:: TRY IT ::
Scan the following material for the string "records" and copy each line in which it appears.

:: EXTRACTED MATERIAL ::
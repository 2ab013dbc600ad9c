// ABOUTME: Built-in grid templates used when a layout is created without one.
// ABOUTME: One template per docked window count from one to seven.

use crate::grid::Grid;

#[derive(Debug, Clone, Copy, PartialEq)]
pub struct Template {
    pub areas: &'static [&'static [&'static str]],
    pub rows: &'static [f64],
    pub columns: &'static [f64],
}

impl Template {
    pub fn grid(&self) -> Grid {
        Grid::from_parts(
            self.areas
                .iter()
                .map(|row| row.iter().map(|name| name.to_string()).collect())
                .collect(),
            self.rows.to_vec(),
            self.columns.to_vec(),
        )
    }
}

pub static DEFAULT_TEMPLATES: [Template; 7] = [
    Template {
        areas: &[&["a"]],
        rows: &[1.0],
        columns: &[1.0],
    },
    Template {
        areas: &[&["a", "b"]],
        rows: &[1.0],
        columns: &[1.0, 1.0],
    },
    Template {
        areas: &[&["a", "b"], &["a", "c"]],
        rows: &[1.0, 1.0],
        columns: &[1.0, 1.0],
    },
    Template {
        areas: &[&["a", "b"], &["c", "d"]],
        rows: &[1.0, 1.0],
        columns: &[1.0, 1.0],
    },
    Template {
        areas: &[&["a", "d"], &["b", "d"], &["b", "e"], &["c", "e"]],
        rows: &[2.0, 1.0, 1.0, 2.0],
        columns: &[1.0, 1.0],
    },
    Template {
        areas: &[&["a", "b"], &["c", "d"], &["e", "f"]],
        rows: &[1.0, 1.0, 1.0],
        columns: &[1.0, 1.0],
    },
    Template {
        areas: &[
            &["a", "d"],
            &["a", "e"],
            &["b", "e"],
            &["b", "f"],
            &["c", "f"],
            &["c", "g"],
        ],
        rows: &[3.0, 1.0, 2.0, 2.0, 1.0, 3.0],
        columns: &[1.0, 1.0],
    },
];

/// Template for `docked` windows; counts outside one to seven get the single area
pub fn default_template(docked: usize) -> &'static Template {
    docked
        .checked_sub(1)
        .and_then(|index| DEFAULT_TEMPLATES.get(index))
        .unwrap_or(&DEFAULT_TEMPLATES[0])
}

#[cfg(test)]
mod tests {
    use super::*;

    #[test]
    fn every_template_is_valid() {
        for (index, template) in DEFAULT_TEMPLATES.iter().enumerate() {
            let grid = template.grid();
            assert!(grid.validate().is_ok(), "template {index} is invalid");
            assert_eq!(grid.area_names().len(), index + 1);
        }
    }

    #[test]
    fn template_selection_by_count() {
        assert_eq!(default_template(4).grid().template_areas(), r#""a b" "c d""#);
        assert_eq!(
            default_template(5).grid().template_rows(),
            "2fr 1fr 1fr 2fr"
        );
        assert_eq!(default_template(0), &DEFAULT_TEMPLATES[0]);
        assert_eq!(default_template(12), &DEFAULT_TEMPLATES[0]);
    }
}
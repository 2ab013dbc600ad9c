// ABOUTME: Layout persistence between runs.
// ABOUTME: Stores the JSON snapshot under the user's state directory, keyed by format and cache version.

use std::path::{Path, PathBuf};

use dock_core::WindowMetrics;

use crate::layout::Layout;
use crate::snapshot::LayoutSnapshot;

#[derive(Debug, Clone, PartialEq)]
pub struct LayoutCache {
    path: PathBuf,
}

impl LayoutCache {
    pub const FORMAT_VERSION: u32 = 1;

    /// Cache file for `cache_version` under the state directory
    /// (~/.local/state/dockgrid/layout-1-<cache_version>.json)
    pub fn new(cache_version: &str) -> Result<Self, CacheError> {
        Self::default_path(cache_version)
            .map(Self::at)
            .ok_or(CacheError::NoStatePath)
    }

    pub fn at(path: impl Into<PathBuf>) -> Self {
        Self { path: path.into() }
    }

    pub fn default_path(cache_version: &str) -> Option<PathBuf> {
        dirs::state_dir()
            .or_else(dirs::data_local_dir)
            .map(|p| p.join("dockgrid").join(Self::file_name(cache_version)))
    }

    pub fn file_name(cache_version: &str) -> String {
        format!("layout-{}-{}.json", Self::FORMAT_VERSION, cache_version)
    }

    pub fn path(&self) -> &Path {
        &self.path
    }

    pub fn save(&self, layout: &Layout) -> Result<(), CacheError> {
        if let Some(parent) = self.path.parent() {
            std::fs::create_dir_all(parent)?;
        }
        let json = serde_json::to_vec_pretty(&layout.snapshot())?;
        std::fs::write(&self.path, json)?;
        tracing::debug!("Saved layout to {:?}", self.path);
        Ok(())
    }

    /// `Ok(None)` when no layout has been stored yet
    pub fn try_load(&self, metrics: WindowMetrics) -> Result<Option<Layout>, CacheError> {
        let bytes = match std::fs::read(&self.path) {
            Ok(bytes) => bytes,
            Err(err) if err.kind() == std::io::ErrorKind::NotFound => return Ok(None),
            Err(err) => return Err(err.into()),
        };
        let snapshot: Option<LayoutSnapshot> = serde_json::from_slice(&bytes)?;
        let Some(snapshot) = snapshot else {
            return Ok(None);
        };
        let layout = snapshot
            .into_layout(metrics)
            .map_err(|err| CacheError::Invalid(err.to_string()))?;
        Ok(Some(layout))
    }

    /// Stored layout, or `None` if it is missing or unreadable
    pub fn load(&self, metrics: WindowMetrics) -> Option<Layout> {
        match self.try_load(metrics) {
            Ok(layout) => layout,
            Err(err) => {
                tracing::warn!("Ignoring cached layout {:?}: {}", self.path, err);
                None
            }
        }
    }

    pub fn load_or_default(&self, metrics: WindowMetrics) -> Layout {
        self.load(metrics.clone())
            .unwrap_or_else(|| Layout::with_metrics(Vec::new(), metrics))
    }

    /// Delete the cache file
    pub fn clear(&self) -> Result<(), CacheError> {
        if self.path.exists() {
            std::fs::remove_file(&self.path)?;
        }
        Ok(())
    }
}

#[derive(Debug, thiserror::Error)]
pub enum CacheError {
    #[error("IO error: {0}")]
    Io(#[from] std::io::Error),

    #[error("JSON serialization error: {0}")]
    Json(#[from] serde_json::Error),

    #[error("Could not determine state directory")]
    NoStatePath,

    #[error("Stored layout is invalid: {0}")]
    Invalid(String),
}
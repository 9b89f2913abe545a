//! Sled-backed remedy store: one tree keyed by lowercased condition name, JSON values.

use sled::Db;
use std::collections::BTreeSet;
use std::path::Path;

use super::{RemedyRecord, RemedySource};
use crate::error::StoreError;

const DEFAULT_PATH: &str = "./data/arogya_remedies";
const REMEDY_TREE: &str = "remedies";

/// Persistent remedy records.
pub struct RemedyStore {
    db: Db,
}

impl RemedyStore {
    /// Opens or creates the remedy DB at `./data/arogya_remedies`.
    pub fn new() -> Result<Self, StoreError> {
        Self::open_path(DEFAULT_PATH)
    }

    /// Opens or creates the remedy DB at the given path.
    pub fn open_path<P: AsRef<Path>>(path: P) -> Result<Self, StoreError> {
        let db = sled::open(path)?;
        Ok(Self { db })
    }

    fn tree(&self) -> Result<sled::Tree, StoreError> {
        Ok(self.db.open_tree(REMEDY_TREE)?)
    }

    /// Inserts or replaces the record for its condition. Returns true if it replaced one.
    pub fn upsert(&self, record: &RemedyRecord) -> Result<bool, StoreError> {
        let key = record.key();
        let prev = self.tree()?.insert(key.as_bytes(), record.to_bytes()?)?;
        let is_update = prev.is_some();
        tracing::info!(
            target: "arogya::remedies",
            condition = %record.condition_name,
            herbs = record.herbs.len(),
            action = if is_update { "UPDATE" } else { "INSERT" },
            "Remedy '{}' {}",
            record.condition_name,
            if is_update { "updated" } else { "inserted" }
        );
        Ok(is_update)
    }

    pub fn count(&self) -> Result<usize, StoreError> {
        Ok(self.tree()?.len())
    }

    /// All records in key order. Undecodable values are skipped with a warning.
    pub fn all(&self) -> Result<Vec<RemedyRecord>, StoreError> {
        let mut out = Vec::new();
        for item in self.tree()?.iter() {
            let (k, v) = item?;
            match RemedyRecord::from_bytes(&v) {
                Ok(rec) => out.push(rec),
                Err(e) => tracing::warn!(
                    target: "arogya::remedies",
                    key = %String::from_utf8_lossy(&k),
                    error = %e,
                    "Skipping undecodable remedy record"
                ),
            }
        }
        Ok(out)
    }

    /// Flushes pending writes to disk.
    pub fn flush(&self) -> Result<(), StoreError> {
        self.db.flush()?;
        Ok(())
    }
}

impl RemedySource for RemedyStore {
    fn find_remedy_by_condition(&self, name: &str) -> Result<Option<RemedyRecord>, StoreError> {
        let key = name.trim().to_lowercase();
        match self.tree()?.get(key.as_bytes())? {
            Some(bytes) => Ok(Some(RemedyRecord::from_bytes(&bytes)?)),
            None => Ok(None),
        }
    }

    fn search_remedies(&self, needle: &str) -> Result<Vec<RemedyRecord>, StoreError> {
        let needle = needle.to_lowercase();
        Ok(self
            .all()?
            .into_iter()
            .filter(|r| r.mentions(&needle))
            .collect())
    }

    fn list_distinct_herb_names(&self) -> Result<BTreeSet<String>, StoreError> {
        Ok(self
            .all()?
            .into_iter()
            .flat_map(|r| r.herbs)
            .map(|h| h.trim().to_string())
            .filter(|h| !h.is_empty())
            .collect())
    }
}

#[cfg(test)]
mod tests {
    use super::*;

    fn store() -> (tempfile::TempDir, RemedyStore) {
        let dir = tempfile::tempdir().unwrap();
        let store = RemedyStore::open_path(dir.path().join("remedies")).unwrap();
        (dir, store)
    }

    fn sample() -> RemedyRecord {
        RemedyRecord::new(
            "Joint Pain",
            "stiffness, swelling, aching joints",
            &["Turmeric", "Ashwagandha"],
            "Warm oil massage and gentle movement",
        )
        .with_precautions("Consult a physician for persistent swelling")
    }

    #[test]
    fn upsert_then_find_by_condition_ignores_case() {
        let (_dir, store) = store();
        assert!(!store.upsert(&sample()).unwrap());
        let found = store.find_remedy_by_condition("joint PAIN").unwrap();
        assert_eq!(found, Some(sample()));
        assert!(store.find_remedy_by_condition("Headache").unwrap().is_none());
    }

    #[test]
    fn upsert_replaces_existing_condition() {
        let (_dir, store) = store();
        store.upsert(&sample()).unwrap();
        let mut changed = sample();
        changed.recommendations = "Rest".to_string();
        assert!(store.upsert(&changed).unwrap());
        assert_eq!(store.count().unwrap(), 1);
        assert_eq!(
            store.find_remedy_by_condition("Joint Pain").unwrap().unwrap().recommendations,
            "Rest"
        );
    }

    #[test]
    fn search_matches_condition_or_symptoms() {
        let (_dir, store) = store();
        store.upsert(&sample()).unwrap();
        store
            .upsert(&RemedyRecord::new("Insomnia", "difficulty sleeping", &["Brahmi"], "Routine"))
            .unwrap();
        assert_eq!(store.search_remedies("SWELLING").unwrap().len(), 1);
        assert_eq!(store.search_remedies("insom").unwrap()[0].condition_name, "Insomnia");
        assert!(store.search_remedies("fever").unwrap().is_empty());
    }

    #[test]
    fn distinct_herb_names_are_deduplicated() {
        let (_dir, store) = store();
        store.upsert(&sample()).unwrap();
        store
            .upsert(&RemedyRecord::new("Stress", "tension", &["Ashwagandha", "Brahmi"], "Rest"))
            .unwrap();
        let names: Vec<String> = store.list_distinct_herb_names().unwrap().into_iter().collect();
        assert_eq!(names, vec!["Ashwagandha", "Brahmi", "Turmeric"]);
    }
}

:: RESULT FOR THIS EXERCISE ::
/// Persistent remedy records.
    /// All records in key order. Undecodable values are skipped with a warning.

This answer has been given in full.